» GOAL OF THE EXERCISE: Pick out all lines in the listing holding the string "InputField" and copy them.

□ □ □ □ □

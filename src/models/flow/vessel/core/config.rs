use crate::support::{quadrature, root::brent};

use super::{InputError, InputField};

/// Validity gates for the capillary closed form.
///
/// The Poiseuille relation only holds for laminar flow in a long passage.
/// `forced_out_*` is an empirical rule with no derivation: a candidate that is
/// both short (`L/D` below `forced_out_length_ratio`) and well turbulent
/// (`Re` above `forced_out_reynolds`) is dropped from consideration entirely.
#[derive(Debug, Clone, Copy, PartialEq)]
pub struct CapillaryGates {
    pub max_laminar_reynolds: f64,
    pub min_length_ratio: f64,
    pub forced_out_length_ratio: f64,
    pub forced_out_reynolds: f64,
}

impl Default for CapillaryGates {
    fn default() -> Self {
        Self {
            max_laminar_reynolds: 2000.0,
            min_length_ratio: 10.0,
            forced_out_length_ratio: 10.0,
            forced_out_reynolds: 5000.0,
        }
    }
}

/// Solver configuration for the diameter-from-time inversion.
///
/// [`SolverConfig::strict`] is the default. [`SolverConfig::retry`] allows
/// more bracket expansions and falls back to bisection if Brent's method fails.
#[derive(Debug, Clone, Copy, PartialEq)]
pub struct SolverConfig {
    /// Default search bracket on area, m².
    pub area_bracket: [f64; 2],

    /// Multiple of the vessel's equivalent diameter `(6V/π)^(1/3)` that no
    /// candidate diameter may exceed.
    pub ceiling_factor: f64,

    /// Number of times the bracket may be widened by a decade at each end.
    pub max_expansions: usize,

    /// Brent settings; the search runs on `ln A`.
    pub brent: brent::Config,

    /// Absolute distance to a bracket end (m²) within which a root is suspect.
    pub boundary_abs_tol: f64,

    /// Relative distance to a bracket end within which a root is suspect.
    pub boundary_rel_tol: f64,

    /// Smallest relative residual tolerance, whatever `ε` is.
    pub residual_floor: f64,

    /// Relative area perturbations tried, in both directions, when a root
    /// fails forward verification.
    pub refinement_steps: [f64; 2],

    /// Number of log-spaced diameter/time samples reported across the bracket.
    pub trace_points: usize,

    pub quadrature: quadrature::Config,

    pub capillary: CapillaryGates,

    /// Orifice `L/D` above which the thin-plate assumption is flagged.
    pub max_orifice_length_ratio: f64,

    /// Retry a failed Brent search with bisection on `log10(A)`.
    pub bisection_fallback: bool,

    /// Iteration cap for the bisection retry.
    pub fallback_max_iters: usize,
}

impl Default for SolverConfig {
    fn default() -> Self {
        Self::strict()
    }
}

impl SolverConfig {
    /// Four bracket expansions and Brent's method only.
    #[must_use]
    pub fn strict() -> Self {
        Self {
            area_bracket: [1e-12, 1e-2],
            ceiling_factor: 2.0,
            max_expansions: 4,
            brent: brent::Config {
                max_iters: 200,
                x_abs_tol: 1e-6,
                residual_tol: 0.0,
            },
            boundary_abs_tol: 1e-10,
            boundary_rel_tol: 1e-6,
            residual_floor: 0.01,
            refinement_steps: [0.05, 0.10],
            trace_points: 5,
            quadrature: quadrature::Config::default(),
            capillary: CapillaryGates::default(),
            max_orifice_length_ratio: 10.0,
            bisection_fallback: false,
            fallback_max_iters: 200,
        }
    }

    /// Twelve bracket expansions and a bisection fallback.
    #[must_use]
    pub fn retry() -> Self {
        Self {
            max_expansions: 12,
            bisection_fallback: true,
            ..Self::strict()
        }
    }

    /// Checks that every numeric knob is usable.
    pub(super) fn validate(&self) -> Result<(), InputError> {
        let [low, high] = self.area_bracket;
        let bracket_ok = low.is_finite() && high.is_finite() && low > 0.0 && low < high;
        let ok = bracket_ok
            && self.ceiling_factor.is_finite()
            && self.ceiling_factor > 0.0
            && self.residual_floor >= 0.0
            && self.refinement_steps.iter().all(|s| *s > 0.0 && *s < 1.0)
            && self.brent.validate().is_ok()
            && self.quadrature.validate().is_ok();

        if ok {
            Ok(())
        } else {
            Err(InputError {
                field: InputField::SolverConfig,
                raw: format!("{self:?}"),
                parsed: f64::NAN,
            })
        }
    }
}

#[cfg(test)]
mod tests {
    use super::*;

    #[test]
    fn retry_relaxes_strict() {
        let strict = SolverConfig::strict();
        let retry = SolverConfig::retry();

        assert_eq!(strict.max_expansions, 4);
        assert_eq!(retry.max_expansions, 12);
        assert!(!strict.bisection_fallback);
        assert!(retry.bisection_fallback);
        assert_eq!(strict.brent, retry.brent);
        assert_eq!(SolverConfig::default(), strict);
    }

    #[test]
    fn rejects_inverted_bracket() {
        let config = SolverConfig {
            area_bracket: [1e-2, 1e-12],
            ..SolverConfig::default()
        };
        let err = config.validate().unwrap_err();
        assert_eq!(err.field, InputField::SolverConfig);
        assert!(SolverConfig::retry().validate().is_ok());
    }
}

□ □ □ □ □

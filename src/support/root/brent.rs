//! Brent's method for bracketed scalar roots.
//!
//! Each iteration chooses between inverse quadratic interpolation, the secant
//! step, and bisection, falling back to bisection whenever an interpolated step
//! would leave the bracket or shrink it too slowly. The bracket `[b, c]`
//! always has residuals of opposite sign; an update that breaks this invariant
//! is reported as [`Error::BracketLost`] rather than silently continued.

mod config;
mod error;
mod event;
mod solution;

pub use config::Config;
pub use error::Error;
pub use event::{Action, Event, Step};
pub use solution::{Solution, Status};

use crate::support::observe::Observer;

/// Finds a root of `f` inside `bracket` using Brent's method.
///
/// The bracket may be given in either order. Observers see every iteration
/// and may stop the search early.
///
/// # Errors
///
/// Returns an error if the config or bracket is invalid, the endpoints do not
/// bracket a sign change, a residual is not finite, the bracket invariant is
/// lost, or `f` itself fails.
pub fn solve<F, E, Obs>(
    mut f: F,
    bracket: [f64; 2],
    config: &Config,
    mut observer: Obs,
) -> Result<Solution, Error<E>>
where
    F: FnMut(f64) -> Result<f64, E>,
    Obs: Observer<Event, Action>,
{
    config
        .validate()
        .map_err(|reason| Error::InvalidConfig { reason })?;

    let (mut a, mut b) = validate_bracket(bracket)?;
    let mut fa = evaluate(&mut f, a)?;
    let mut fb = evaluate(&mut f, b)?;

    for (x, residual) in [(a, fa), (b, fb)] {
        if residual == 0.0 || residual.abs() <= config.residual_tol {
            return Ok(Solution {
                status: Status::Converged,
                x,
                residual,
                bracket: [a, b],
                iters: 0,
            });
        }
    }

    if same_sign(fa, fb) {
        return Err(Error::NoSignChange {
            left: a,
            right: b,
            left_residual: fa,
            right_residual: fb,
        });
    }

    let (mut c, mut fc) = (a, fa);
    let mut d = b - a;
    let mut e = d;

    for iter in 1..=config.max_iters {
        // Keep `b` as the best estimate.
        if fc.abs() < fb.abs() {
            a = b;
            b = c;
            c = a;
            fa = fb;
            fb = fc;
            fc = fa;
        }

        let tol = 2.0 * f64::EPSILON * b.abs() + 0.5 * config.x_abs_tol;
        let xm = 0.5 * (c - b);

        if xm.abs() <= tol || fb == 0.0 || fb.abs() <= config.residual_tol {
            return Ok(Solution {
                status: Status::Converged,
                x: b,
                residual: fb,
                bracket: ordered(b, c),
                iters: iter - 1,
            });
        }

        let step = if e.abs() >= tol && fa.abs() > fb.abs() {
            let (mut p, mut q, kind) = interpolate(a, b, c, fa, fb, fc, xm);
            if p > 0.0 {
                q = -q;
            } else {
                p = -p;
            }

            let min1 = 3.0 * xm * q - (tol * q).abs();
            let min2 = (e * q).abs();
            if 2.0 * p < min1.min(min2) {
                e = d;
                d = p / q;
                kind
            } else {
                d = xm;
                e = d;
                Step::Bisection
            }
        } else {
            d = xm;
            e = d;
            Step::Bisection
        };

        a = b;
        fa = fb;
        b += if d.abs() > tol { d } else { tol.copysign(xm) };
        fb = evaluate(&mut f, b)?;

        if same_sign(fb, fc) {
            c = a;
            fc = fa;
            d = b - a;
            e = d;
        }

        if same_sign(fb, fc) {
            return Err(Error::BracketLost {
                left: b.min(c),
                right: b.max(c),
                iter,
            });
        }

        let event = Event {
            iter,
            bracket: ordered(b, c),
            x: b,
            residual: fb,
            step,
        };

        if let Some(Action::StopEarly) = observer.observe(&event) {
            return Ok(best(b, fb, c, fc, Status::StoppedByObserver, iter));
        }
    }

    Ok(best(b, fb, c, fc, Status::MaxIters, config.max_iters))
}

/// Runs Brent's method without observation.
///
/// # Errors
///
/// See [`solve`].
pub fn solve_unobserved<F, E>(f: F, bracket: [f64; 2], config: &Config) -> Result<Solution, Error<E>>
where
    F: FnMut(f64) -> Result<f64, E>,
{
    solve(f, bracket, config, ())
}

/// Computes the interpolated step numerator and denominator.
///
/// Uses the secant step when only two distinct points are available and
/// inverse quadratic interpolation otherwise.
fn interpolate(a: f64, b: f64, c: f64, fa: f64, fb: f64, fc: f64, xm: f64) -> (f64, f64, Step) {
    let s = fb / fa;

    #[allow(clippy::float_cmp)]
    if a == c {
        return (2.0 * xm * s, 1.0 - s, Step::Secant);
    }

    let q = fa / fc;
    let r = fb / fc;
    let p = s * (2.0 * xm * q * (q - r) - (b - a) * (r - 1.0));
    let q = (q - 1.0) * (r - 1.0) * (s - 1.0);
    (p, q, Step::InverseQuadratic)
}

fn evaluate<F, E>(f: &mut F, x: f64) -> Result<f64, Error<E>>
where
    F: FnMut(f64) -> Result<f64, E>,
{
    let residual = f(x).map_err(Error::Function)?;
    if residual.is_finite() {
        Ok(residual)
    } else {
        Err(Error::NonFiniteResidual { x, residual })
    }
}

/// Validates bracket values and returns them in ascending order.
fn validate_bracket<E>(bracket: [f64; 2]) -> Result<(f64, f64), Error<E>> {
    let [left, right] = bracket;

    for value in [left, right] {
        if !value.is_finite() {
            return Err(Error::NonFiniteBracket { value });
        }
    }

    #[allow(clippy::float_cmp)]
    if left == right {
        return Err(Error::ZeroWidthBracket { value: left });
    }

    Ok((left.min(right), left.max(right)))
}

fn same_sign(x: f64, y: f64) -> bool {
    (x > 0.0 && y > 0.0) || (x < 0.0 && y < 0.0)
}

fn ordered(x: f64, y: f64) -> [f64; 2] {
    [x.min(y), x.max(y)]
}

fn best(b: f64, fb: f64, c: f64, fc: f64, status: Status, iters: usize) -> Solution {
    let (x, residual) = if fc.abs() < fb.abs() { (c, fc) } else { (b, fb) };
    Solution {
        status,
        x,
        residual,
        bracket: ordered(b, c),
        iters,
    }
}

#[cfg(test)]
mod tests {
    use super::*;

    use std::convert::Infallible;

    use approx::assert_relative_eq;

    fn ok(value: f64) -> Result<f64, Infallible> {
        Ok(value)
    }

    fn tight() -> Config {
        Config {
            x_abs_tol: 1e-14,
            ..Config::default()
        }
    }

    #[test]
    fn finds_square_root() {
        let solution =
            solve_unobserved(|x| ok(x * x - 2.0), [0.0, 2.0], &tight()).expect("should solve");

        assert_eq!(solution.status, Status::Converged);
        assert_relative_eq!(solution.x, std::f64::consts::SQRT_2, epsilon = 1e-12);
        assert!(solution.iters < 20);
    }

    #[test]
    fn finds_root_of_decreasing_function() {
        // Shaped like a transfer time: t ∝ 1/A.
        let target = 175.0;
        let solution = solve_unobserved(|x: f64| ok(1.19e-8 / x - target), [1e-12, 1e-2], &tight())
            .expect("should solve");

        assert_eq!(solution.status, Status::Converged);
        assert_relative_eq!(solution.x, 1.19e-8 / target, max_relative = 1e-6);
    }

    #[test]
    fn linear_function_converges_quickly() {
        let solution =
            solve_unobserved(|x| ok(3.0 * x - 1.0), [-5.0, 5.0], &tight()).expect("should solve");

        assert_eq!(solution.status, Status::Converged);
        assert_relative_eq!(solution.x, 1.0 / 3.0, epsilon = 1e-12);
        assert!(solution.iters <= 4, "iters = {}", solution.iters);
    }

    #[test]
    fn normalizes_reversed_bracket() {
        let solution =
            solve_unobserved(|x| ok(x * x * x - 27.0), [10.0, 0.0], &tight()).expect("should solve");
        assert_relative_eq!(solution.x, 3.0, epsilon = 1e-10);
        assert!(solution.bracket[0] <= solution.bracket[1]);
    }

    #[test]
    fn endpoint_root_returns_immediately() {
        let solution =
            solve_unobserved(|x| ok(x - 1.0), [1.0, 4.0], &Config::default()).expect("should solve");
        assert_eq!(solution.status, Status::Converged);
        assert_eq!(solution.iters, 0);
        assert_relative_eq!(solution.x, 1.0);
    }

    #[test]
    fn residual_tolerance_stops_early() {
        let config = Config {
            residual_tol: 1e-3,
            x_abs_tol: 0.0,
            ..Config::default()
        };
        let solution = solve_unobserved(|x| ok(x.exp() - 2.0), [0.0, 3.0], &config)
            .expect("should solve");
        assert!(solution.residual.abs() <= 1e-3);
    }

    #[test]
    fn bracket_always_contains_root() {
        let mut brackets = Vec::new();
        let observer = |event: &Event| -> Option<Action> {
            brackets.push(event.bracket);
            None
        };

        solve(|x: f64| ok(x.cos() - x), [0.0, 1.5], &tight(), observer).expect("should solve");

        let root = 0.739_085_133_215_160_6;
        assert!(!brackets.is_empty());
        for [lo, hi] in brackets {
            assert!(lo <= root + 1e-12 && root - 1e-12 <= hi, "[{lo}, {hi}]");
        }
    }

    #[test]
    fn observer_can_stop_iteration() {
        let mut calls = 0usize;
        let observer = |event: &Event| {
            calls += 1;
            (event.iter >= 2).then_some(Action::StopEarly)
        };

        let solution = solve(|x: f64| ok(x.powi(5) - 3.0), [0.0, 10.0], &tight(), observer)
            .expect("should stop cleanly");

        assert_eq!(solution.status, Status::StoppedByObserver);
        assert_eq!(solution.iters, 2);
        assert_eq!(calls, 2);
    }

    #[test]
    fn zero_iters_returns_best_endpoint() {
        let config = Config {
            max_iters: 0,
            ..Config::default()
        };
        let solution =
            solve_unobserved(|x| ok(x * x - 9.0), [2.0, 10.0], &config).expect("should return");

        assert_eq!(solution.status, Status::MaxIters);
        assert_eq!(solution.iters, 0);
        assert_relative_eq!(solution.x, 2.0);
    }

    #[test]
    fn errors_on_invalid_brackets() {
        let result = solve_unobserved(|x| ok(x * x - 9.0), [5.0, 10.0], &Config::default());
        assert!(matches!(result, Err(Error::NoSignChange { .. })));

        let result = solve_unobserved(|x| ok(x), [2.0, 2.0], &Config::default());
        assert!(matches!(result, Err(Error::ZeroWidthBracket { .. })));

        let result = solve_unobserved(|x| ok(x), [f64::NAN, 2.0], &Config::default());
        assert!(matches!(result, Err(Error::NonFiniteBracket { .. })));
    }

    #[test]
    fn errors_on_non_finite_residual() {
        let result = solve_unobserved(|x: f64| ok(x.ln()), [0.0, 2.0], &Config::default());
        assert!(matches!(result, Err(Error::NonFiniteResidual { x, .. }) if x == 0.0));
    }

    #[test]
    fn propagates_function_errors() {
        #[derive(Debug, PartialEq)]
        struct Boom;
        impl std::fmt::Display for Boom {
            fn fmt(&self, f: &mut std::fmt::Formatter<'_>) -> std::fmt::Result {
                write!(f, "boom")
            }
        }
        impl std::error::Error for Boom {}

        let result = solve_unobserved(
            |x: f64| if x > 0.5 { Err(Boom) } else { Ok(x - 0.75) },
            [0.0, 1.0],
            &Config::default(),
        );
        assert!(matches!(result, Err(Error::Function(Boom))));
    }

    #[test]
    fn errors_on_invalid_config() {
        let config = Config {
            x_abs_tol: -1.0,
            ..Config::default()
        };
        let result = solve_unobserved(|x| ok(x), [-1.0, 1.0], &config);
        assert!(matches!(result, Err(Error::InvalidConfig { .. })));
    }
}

□ □ □ □ □

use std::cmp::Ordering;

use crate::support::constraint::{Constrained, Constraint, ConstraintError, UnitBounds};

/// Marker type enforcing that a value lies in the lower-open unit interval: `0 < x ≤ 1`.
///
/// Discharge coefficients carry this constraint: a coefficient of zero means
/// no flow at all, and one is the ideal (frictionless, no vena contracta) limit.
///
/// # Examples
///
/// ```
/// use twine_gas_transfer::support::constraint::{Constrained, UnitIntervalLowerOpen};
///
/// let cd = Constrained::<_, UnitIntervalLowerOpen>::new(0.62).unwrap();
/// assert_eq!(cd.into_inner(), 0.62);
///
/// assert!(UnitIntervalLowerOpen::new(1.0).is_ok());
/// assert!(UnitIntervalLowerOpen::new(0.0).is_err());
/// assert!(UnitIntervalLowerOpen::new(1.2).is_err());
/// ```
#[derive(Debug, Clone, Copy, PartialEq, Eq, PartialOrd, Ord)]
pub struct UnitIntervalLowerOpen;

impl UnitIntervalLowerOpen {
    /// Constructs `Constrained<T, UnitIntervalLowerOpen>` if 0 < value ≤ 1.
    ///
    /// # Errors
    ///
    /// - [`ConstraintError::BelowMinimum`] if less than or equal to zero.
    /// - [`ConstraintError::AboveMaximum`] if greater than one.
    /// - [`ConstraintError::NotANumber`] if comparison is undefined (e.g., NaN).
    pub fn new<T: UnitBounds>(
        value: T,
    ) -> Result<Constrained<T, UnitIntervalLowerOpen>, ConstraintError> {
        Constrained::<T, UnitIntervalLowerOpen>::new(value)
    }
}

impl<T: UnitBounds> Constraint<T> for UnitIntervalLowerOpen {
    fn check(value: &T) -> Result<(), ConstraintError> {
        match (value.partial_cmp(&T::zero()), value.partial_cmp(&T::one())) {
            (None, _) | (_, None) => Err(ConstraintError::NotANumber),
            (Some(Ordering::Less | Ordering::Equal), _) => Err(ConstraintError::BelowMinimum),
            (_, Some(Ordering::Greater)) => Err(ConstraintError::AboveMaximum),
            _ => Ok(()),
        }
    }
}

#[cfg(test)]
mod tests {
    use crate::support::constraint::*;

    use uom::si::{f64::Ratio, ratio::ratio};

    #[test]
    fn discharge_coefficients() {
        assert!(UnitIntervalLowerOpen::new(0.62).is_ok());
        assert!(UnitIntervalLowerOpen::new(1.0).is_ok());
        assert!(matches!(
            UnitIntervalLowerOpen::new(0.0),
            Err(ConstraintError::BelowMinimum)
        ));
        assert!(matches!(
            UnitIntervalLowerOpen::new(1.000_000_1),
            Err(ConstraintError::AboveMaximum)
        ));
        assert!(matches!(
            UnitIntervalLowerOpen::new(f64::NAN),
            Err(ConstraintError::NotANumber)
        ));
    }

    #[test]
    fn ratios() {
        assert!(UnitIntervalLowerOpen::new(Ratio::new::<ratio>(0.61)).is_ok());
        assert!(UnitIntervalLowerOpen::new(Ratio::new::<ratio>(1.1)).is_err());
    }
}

□ □ □ □ □

» SOLUTION BELOW:
use super::{InputError, InputField};
                field: InputField::SolverConfig,
        assert_eq!(err.field, InputField::SolverConfig);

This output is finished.